### Exercise prompt
Going through the data below, copy out each line where the word "format" shows up.

*** Opening Records for the task ***

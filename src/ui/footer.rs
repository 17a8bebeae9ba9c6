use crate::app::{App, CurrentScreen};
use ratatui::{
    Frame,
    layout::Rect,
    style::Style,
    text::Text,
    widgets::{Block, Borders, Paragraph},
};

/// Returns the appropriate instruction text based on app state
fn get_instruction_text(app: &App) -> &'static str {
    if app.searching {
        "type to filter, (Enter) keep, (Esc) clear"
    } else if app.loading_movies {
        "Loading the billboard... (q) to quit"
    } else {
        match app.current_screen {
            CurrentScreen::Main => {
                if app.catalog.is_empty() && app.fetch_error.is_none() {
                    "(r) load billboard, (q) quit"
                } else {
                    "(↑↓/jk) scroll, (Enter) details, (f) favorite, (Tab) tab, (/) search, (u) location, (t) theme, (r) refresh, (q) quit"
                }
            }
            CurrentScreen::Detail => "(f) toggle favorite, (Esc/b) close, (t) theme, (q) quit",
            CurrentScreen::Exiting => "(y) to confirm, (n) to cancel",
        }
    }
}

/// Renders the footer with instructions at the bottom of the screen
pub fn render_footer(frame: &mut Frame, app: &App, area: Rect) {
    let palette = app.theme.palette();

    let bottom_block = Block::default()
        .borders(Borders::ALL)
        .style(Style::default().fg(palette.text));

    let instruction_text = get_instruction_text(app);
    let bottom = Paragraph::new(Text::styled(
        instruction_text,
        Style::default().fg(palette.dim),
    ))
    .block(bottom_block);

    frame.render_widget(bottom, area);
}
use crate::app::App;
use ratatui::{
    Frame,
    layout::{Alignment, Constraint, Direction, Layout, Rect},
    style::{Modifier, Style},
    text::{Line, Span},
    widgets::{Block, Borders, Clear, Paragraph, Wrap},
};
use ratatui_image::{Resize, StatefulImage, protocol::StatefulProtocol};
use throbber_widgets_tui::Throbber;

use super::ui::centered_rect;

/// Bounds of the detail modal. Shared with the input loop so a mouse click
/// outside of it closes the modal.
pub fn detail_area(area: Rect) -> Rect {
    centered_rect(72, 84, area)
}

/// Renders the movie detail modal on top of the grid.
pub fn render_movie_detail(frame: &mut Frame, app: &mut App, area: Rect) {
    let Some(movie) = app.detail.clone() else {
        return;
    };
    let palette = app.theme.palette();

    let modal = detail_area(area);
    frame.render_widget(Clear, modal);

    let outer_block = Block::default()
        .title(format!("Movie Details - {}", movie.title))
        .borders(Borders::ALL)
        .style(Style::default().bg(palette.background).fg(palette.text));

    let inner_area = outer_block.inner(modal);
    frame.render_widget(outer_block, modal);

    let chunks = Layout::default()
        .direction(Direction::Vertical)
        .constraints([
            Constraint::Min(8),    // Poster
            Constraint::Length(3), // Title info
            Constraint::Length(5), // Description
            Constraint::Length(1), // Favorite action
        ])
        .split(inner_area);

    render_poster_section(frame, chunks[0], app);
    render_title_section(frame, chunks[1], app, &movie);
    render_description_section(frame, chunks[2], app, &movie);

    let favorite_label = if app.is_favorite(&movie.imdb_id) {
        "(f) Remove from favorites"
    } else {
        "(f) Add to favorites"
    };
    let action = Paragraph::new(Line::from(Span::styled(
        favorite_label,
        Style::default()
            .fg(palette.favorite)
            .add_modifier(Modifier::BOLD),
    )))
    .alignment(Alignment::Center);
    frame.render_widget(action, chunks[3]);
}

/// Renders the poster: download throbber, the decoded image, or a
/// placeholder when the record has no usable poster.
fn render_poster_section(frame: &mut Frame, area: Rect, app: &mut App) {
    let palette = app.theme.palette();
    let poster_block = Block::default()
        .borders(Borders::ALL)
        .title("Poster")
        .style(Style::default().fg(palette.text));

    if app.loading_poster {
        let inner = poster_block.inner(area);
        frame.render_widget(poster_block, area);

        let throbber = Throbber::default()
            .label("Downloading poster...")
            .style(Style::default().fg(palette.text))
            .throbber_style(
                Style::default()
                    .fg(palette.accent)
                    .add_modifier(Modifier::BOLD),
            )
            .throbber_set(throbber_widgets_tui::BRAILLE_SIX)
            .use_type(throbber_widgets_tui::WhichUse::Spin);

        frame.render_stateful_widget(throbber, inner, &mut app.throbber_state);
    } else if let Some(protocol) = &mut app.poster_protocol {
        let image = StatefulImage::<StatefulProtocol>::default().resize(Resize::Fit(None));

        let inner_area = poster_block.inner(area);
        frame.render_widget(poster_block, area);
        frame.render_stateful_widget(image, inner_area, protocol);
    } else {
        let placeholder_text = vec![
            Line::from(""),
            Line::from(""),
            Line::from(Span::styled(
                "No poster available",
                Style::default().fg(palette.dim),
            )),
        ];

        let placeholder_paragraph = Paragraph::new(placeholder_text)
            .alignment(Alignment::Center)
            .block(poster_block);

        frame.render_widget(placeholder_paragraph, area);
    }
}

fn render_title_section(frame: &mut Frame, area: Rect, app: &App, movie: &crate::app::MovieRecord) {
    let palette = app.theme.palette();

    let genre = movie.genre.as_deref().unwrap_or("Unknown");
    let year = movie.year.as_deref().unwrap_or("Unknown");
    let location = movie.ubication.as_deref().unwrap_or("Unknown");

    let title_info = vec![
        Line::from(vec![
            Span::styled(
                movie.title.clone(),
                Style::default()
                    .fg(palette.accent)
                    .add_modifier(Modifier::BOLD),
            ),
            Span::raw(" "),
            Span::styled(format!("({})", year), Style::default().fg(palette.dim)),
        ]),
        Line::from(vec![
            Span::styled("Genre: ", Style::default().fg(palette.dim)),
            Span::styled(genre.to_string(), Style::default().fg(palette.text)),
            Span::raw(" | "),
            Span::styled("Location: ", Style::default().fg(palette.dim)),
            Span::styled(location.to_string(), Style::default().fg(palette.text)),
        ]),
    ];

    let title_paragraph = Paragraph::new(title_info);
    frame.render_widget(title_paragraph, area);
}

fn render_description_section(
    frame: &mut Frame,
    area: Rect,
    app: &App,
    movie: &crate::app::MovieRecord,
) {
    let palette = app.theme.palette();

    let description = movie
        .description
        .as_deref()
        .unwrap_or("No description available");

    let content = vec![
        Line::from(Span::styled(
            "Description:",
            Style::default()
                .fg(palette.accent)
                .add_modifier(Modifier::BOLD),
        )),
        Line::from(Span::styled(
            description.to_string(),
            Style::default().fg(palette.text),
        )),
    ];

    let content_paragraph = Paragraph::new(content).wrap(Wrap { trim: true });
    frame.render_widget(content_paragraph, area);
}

*** Closing Records for the task ***

### Result below
        .title(format!("Movie Details - {}", movie.title))
            Span::styled(format!("({})", year), Style::default().fg(palette.dim)),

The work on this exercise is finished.